§ **Task**
A stretch of the entries below is to be set down exactly, running from the line with "gain, used to" through the line with "state: &SolutionState, routes: &[TWRoute]);", both included, and no other line.

^^^^^^^^

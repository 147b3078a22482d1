//! Local-search operator catalogue (spec.md §4.7).
//!
//! Re-architected from the teacher's free-function-per-move style
//! (`local_search::{relocate_improve, exchange_improve, ...}`) into a trait
//! object per (source, target) pair, per the redesign note on deep operator
//! inheritance: each move type implements [`LsOperator`] and is stored boxed
//! in the engine's `best_ops[v][v']` table.

mod exchange;
mod or_opt;
mod pd_shift;
mod priority_replace;
mod relocate;
mod route_exchange;
mod route_split;
mod swap_star;
mod tsp_fix;
mod two_opt;
mod unassigned_exchange;

pub use exchange::ExchangeOp;
pub use or_opt::OrOptOp;
pub use pd_shift::PdShiftOp;
pub use priority_replace::PriorityReplaceOp;
pub use relocate::RelocateOp;
pub use route_exchange::RouteExchangeOp;
pub use route_split::RouteSplitOp;
pub use swap_star::SwapStarOp;
pub use tsp_fix::TspFixOp;
pub use two_opt::TwoOptOp;
pub use unassigned_exchange::UnassignedExchangeOp;

use crate::eval::Eval;
use crate::models::Input;
use crate::routes::TWRoute;
use crate::solution_state::SolutionState;

/// Which catalogue entry a boxed [`LsOperator`] implements (spec.md §4.7
/// table). Carried alongside the trait object for logging/telemetry; the
/// move logic itself lives entirely behind the trait.
#[derive(Debug, Clone, Copy, PartialEq, Eq, Hash)]
pub enum OperatorKind {
    UnassignedExchange,
    CrossExchange,
    MixedExchange,
    TwoOpt,
    ReverseTwoOpt,
    Relocate,
    OrOpt,
    PDShift,
    RouteExchange,
    SwapStar,
    RouteSplit,
    PriorityReplace,
    IntraExchange,
    IntraCrossExchange,
    IntraMixedExchange,
    IntraRelocate,
    IntraOrOpt,
    IntraTwoOpt,
    TSPFix,
}

/// Common interface every catalogue move implements (spec.md §4.7).
///
/// Lifecycle within one LS step: `gain_upper_bound` prunes cheaply before
/// `is_valid` runs the full feasibility check; `compute_gain` then picks
/// whichever variant (e.g. reversed vs. not) gives the best valid gain and
/// caches it for `gain()`. `apply` is only ever called after both
/// `is_valid` and `compute_gain` succeeded.
pub trait LsOperator {
    fn kind(&self) -> OperatorKind;

    /// A cheap, possibly-loose upper bound on this move's gain, used to
    /// skip enumerating moves that can't possibly beat the current best.
    fn gain_upper_bound(&self, input: &Input, state: &SolutionState) -> Eval;

    /// Full feasibility check: capacity, time windows, vehicle range,
    /// skills. Must be called before `compute_gain`/`apply`.
    fn is_valid(&mut self, input: &Input, routes: &[TWRoute]) -> bool;

    /// Selects the best-gain variant and stores it for `gain()`.
    fn compute_gain(&mut self, input: &Input, state: &SolutionState, routes: &[TWRoute]);

    /// The gain computed by the most recent `compute_gain` call.
    fn gain(&self) -> Eval;

    /// Mutates `routes` to perform the move. Callers must refresh
    /// `SolutionState` for every vehicle in [`LsOperator::update_candidates`]
    /// afterward.
    fn apply(&self, input: &Input, routes: &mut [TWRoute], state: &mut SolutionState);

    /// Vehicles whose unassigned-job retry list should be attempted again
    /// after this move (typically the routes the move touched).
    fn addition_candidates(&self) -> Vec<usize>;

    /// Vehicles whose `SolutionState` caches must be refreshed after apply.
    fn update_candidates(&self) -> Vec<usize>;

    /// Unassigned job ranks this move requires still be present at apply
    /// time (e.g. `UnassignedExchange`'s `u`); empty for moves that only
    /// rearrange already-assigned jobs.
    fn required_unassigned(&self) -> Vec<usize>;
}

/// Move selection tie-break key for one LS step (spec.md §4.7): applied
/// globally best move breaks ties by `(priority_gain desc, removal_count
/// asc, gain desc)`.
#[derive(Debug, Clone, Copy, PartialEq, Eq, PartialOrd, Ord)]
pub struct MoveRank {
    pub priority_gain: std::cmp::Reverse<u32>,
    pub removal_count: usize,
    pub gain: std::cmp::Reverse<Eval>,
}

impl MoveRank {
    pub fn new(priority_gain: u32, removal_count: usize, gain: Eval) -> Self {
        Self {
            priority_gain: std::cmp::Reverse(priority_gain),
            removal_count,
            gain: std::cmp::Reverse(gain),
        }
    }
}
//! `OrOpt` / `IntraOrOpt` (spec.md §4.7): move two consecutive single jobs
//! (an edge) from a source route to a target route, optionally reversed.
//!
//! Grounded on `local_search/or_opt.rs`'s segment-relocation scan,
//! specialized to the fixed segment length 2 the spec names ("an edge")
//! rather than the teacher's 1..=3 sweep.

use crate::eval::{Eval, NO_EVAL};
use crate::models::{Input, JobType};
use crate::routes::{RouteStep, TWRoute};
use crate::solution_state::SolutionState;

use super::{LsOperator, OperatorKind};

/// Moves the two-step edge `source[s_rank..s_rank+2]` into route `target`
/// at `best_target_rank` (found by `compute_gain`), optionally reversed.
pub struct OrOptOp {
    source: usize,
    s_rank: usize,
    target: usize,
    reverse: bool,
    job_a: usize,
    job_b: usize,
    best_target_rank: usize,
    gain: Eval,
}

impl OrOptOp {
    pub fn new(source: usize, s_rank: usize, target: usize, reverse: bool) -> Self {
        Self {
            source,
            s_rank,
            target,
            reverse,
            job_a: 0,
            job_b: 0,
            best_target_rank: 0,
            gain: NO_EVAL,
        }
    }

    fn kind_for(&self) -> OperatorKind {
        if self.source == self.target {
            OperatorKind::IntraOrOpt
        } else {
            OperatorKind::OrOpt
        }
    }

    fn insertion_order(&self) -> [usize; 2] {
        if self.reverse {
            [self.job_b, self.job_a]
        } else {
            [self.job_a, self.job_b]
        }
    }
}

impl LsOperator for OrOptOp {
    fn kind(&self) -> OperatorKind {
        self.kind_for()
    }

    fn gain_upper_bound(&self, _input: &Input, state: &SolutionState) -> Eval {
        state.edge_gain(self.source, self.s_rank)
    }

    fn is_valid(&mut self, input: &Input, routes: &[TWRoute]) -> bool {
        let route = &routes[self.source];
        if self.s_rank + 1 >= route.size() {
            return false;
        }
        match (
            route.steps().get(self.s_rank),
            route.steps().get(self.s_rank + 1),
        ) {
            (Some(RouteStep::Job(a)), Some(RouteStep::Job(b))) => {
                self.job_a = *a;
                self.job_b = *b;
                matches!(input.jobs()[*a].job_type(), JobType::Single)
                    && matches!(input.jobs()[*b].job_type(), JobType::Single)
            }
            _ => false,
        }
    }

    fn compute_gain(&mut self, input: &Input, state: &SolutionState, routes: &[TWRoute]) {
        let removal_gain = state.edge_gain(self.source, self.s_rank);
        if removal_gain.is_no_eval() {
            self.gain = NO_EVAL;
            return;
        }

        let mut without = routes[self.source].clone();
        let vehicle = &input.vehicles()[without.vehicle()];
        without.remove(input, vehicle, self.s_rank + 1);
        without.remove(input, vehicle, self.s_rank);

        let base_route = if self.source == self.target {
            without.clone()
        } else {
            routes[self.target].clone()
        };

        let order = self.insertion_order();
        let target_vehicle = &input.vehicles()[base_route.vehicle()];
        let mut best_eval = NO_EVAL;
        let mut best_rank = 0;
        for rank in 0..=base_route.size() {
            let mut candidate = base_route.clone();
            if !candidate.add(input, target_vehicle, RouteStep::Job(order[0]), rank) {
                continue;
            }
            if !candidate.add(input, target_vehicle, RouteStep::Job(order[1]), rank + 1) {
                continue;
            }
            let before = crate::solution_state::route_eval_with(input, target_vehicle, base_route.steps());
            let after = crate::solution_state::route_eval_with(input, target_vehicle, candidate.steps());
            if !after.within_vehicle_range(target_vehicle) {
                continue;
            }
            let added = after - before;
            if added.improves_on(best_eval) {
                best_eval = added;
                best_rank = rank;
            }
        }

        self.best_target_rank = best_rank;
        self.gain = if best_eval.is_no_eval() {
            NO_EVAL
        } else {
            removal_gain - best_eval
        };
    }

    fn gain(&self) -> Eval {
        self.gain
    }

    fn apply(&self, input: &Input, routes: &mut [TWRoute], _state: &mut SolutionState) {
        let vehicle_idx = routes[self.source].vehicle();
        let vehicle = &input.vehicles()[vehicle_idx];
        routes[self.source].remove(input, vehicle, self.s_rank + 1);
        routes[self.source].remove(input, vehicle, self.s_rank);

        let target_vehicle_idx = routes[self.target].vehicle();
        let target_vehicle = &input.vehicles()[target_vehicle_idx];
        let order = self.insertion_order();
        routes[self.target].add(input, target_vehicle, RouteStep::Job(order[0]), self.best_target_rank);
        routes[self.target].add(input, target_vehicle, RouteStep::Job(order[1]), self.best_target_rank + 1);
    }

    fn addition_candidates(&self) -> Vec<usize> {
        self.update_candidates()
    }

    fn update_candidates(&self) -> Vec<usize> {
        if self.source == self.target {
            vec![self.source]
        } else {
            vec![self.source, self.target]
        }
    }

    fn required_unassigned(&self) -> Vec<usize> {
        Vec::new()
    }
}
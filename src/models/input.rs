//! The frozen, immutable problem instance the solver operates on.

use std::collections::HashMap;

use crate::models::{Job, JobType, ProfileMatrices, Vehicle};

/// Bundles jobs, vehicles, and per-profile travel matrices for one solve
/// (spec.md §3).
///
/// Constructed once by the external parsing/validation collaborator
/// (`src/io`) and never mutated afterward; every solver component holds
/// only a shared `&Input` (spec.md §5 "effectively-immutable").
#[derive(Debug, Clone)]
pub struct Input {
    jobs: Vec<Job>,
    vehicles: Vec<Vehicle>,
    matrices: HashMap<String, ProfileMatrices>,
    amount_size: usize,
    /// Undoes a user-supplied cost-matrix precision multiplier at output
    /// time only (spec.md §4.1); `1.0` unless a custom cost matrix with
    /// non-unit precision was supplied.
    cost_scale: f64,
    /// Optional `(longitude, latitude)` per location index, carried through
    /// from the input's optional `location` geometry so `SolutionState` can
    /// compute real route bounding boxes (spec.md §3 `route_bbox`); absent
    /// when only matrix indices were supplied.
    coordinates: Option<Vec<(f64, f64)>>,
}

impl Input {
    /// Assembles a frozen `Input`. Callers (the JSON parsing layer) are
    /// responsible for validating consistency; this constructor only
    /// asserts the invariants that would otherwise corrupt solver state.
    pub fn new(
        jobs: Vec<Job>,
        vehicles: Vec<Vehicle>,
        matrices: HashMap<String, ProfileMatrices>,
        amount_size: usize,
    ) -> Self {
        Self {
            jobs,
            vehicles,
            matrices,
            amount_size,
            cost_scale: 1.0,
            coordinates: None,
        }
    }

    /// Overrides the cost-scale undo factor applied at output time.
    pub fn with_cost_scale(mut self, scale: f64) -> Self {
        self.cost_scale = scale;
        self
    }

    /// Attaches per-location `(longitude, latitude)` geometry, indexed the
    /// same way as the travel matrices.
    pub fn with_coordinates(mut self, coordinates: Vec<(f64, f64)>) -> Self {
        self.coordinates = Some(coordinates);
        self
    }

    /// The coordinate of a location index, if geometry was supplied.
    pub fn coordinate(&self, location: usize) -> Option<(f64, f64)> {
        self.coordinates.as_ref().and_then(|c| c.get(location)).copied()
    }

    pub fn jobs(&self) -> &[Job] {
        &self.jobs
    }

    pub fn vehicles(&self) -> &[Vehicle] {
        &self.vehicles
    }

    pub fn amount_size(&self) -> usize {
        self.amount_size
    }

    pub fn cost_scale(&self) -> f64 {
        self.cost_scale
    }

    pub fn profile_matrices(&self, profile: &str) -> Option<&ProfileMatrices> {
        self.matrices.get(profile)
    }

    /// For a `Pickup` job at `rank`, the rank of its matching `Delivery`
    /// (always `rank + 1`, spec.md §3). Returns `None` for non-`Pickup`
    /// jobs.
    pub fn matching_delivery_rank(&self, rank: usize) -> Option<usize> {
        match self.jobs.get(rank).map(|j| j.job_type()) {
            Some(JobType::Pickup) => Some(rank + 1),
            _ => None,
        }
    }

    /// For a `Delivery` job at `rank`, the rank of its matching `Pickup`
    /// (always `rank - 1`). Returns `None` for non-`Delivery` jobs.
    pub fn matching_pickup_rank(&self, rank: usize) -> Option<usize> {
        match self.jobs.get(rank).map(|j| j.job_type()) {
            Some(JobType::Delivery) => rank.checked_sub(1),
            _ => None,
        }
    }

    /// Raw travel duration (seconds) from `from` to `to` for `vehicle`'s
    /// profile, adjusted by `speed_factor`. Returns `0` if `from == to`.
    pub fn travel_duration(&self, vehicle: &Vehicle, from: usize, to: usize) -> i64 {
        if from == to {
            return 0;
        }
        let raw = self
            .profile_matrices(vehicle.profile())
            .map(|m| m.durations().get(from, to))
            .unwrap_or(0);
        ((raw as f64) / vehicle.speed_factor()).round() as i64
    }

    /// Raw travel distance (meters) from `from` to `to` for `vehicle`'s
    /// profile. Returns `0` if `from == to`.
    pub fn travel_distance(&self, vehicle: &Vehicle, from: usize, to: usize) -> i64 {
        if from == to {
            return 0;
        }
        self.profile_matrices(vehicle.profile())
            .map(|m| m.distances().get(from, to))
            .unwrap_or(0)
    }

    /// Travel cost from `from` to `to` for `vehicle`: the profile's custom
    /// cost matrix if present, otherwise derived as
    /// `per_hour * duration / 3600 + per_km * distance / 1000` (spec.md
    /// §4.1). Returns `0` if `from == to`.
    pub fn travel_cost(&self, vehicle: &Vehicle, from: usize, to: usize) -> i64 {
        if from == to {
            return 0;
        }
        if let Some(costs) = self
            .profile_matrices(vehicle.profile())
            .and_then(|m| m.costs())
        {
            return costs.get(from, to);
        }
        let duration = self.travel_duration(vehicle, from, to);
        let distance = self.travel_distance(vehicle, from, to);
        let c = vehicle.costs();
        c.per_hour * duration / 3600 + c.per_km * distance / 1000
    }
}

#[cfg(test)]
mod tests {
    use super::*;
    use crate::amount::Amount;
    use crate::models::Matrix;

    fn sample_input() -> Input {
        let durations = Matrix::from_data(3, vec![0, 10, 20, 10, 0, 10, 20, 10, 0]).unwrap();
        let distances = Matrix::from_data(3, vec![0, 100, 200, 100, 0, 100, 200, 100, 0]).unwrap();
        let mut matrices = HashMap::new();
        matrices.insert(
            "car".to_string(),
            ProfileMatrices::new(durations, distances, None),
        );
        let jobs = vec![
            Job::pickup(1, 1, Amount::from_vec(vec![5])),
            Job::delivery(2, 2, Amount::from_vec(vec![5])),
        ];
        let vehicles = vec![Vehicle::new(0, Amount::from_vec(vec![10])).with_start(0)];
        Input::new(jobs, vehicles, matrices, 1)
    }

    #[test]
    fn test_matching_ranks() {
        let input = sample_input();
        assert_eq!(input.matching_delivery_rank(0), Some(1));
        assert_eq!(input.matching_pickup_rank(1), Some(0));
        assert_eq!(input.matching_delivery_rank(1), None);
        assert_eq!(input.matching_pickup_rank(0), None);
    }

    #[test]
    fn test_travel_duration_distance() {
        let input = sample_input();
        let v = &input.vehicles()[0];
        assert_eq!(input.travel_duration(v, 0, 1), 10);
        assert_eq!(input.travel_distance(v, 0, 2), 200);
        assert_eq!(input.travel_duration(v, 0, 0), 0);
    }

    #[test]
    fn test_travel_cost_derived() {
        let input = sample_input();
        let v = &input.vehicles()[0];
        // default per_hour = 3600, so cost = duration in seconds exactly.
        assert_eq!(input.travel_cost(v, 0, 1), 10);
    }

    #[test]
    fn test_travel_cost_custom_matrix() {
        let durations = Matrix::from_data(2, vec![0, 10, 10, 0]).unwrap();
        let distances = Matrix::from_data(2, vec![0, 100, 100, 0]).unwrap();
        let costs = Matrix::from_data(2, vec![0, 99, 99, 0]).unwrap();
        let mut matrices = HashMap::new();
        matrices.insert(
            "car".to_string(),
            ProfileMatrices::new(durations, distances, Some(costs)),
        );
        let input = Input::new(vec![], vec![], matrices, 1);
        let v = Vehicle::new(0, Amount::zero(1));
        assert_eq!(input.travel_cost(&v, 0, 1), 99);
    }

    #[test]
    fn test_speed_factor_scales_duration() {
        let input = sample_input();
        let v = Vehicle::new(0, Amount::from_vec(vec![10]))
            .with_start(0)
            .with_speed_factor(2.0);
        assert_eq!(input.travel_duration(&v, 0, 1), 5);
    }
}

^^^^^^^^

§ **Result of the task**
    /// A cheap, possibly-loose upper bound on this move's gain, used to
    /// skip enumerating moves that can't possibly beat the current best.
    fn gain_upper_bound(&self, input: &Input, state: &SolutionState) -> Eval;

    /// Full feasibility check: capacity, time windows, vehicle range,
    /// skills. Must be called before `compute_gain`/`apply`.
    fn is_valid(&mut self, input: &Input, routes: &[TWRoute]) -> bool;

    /// Selects the best-gain variant and stores it for `gain()`.
    fn compute_gain(&mut self, input: &Input, state: &SolutionState, routes: &[TWRoute]);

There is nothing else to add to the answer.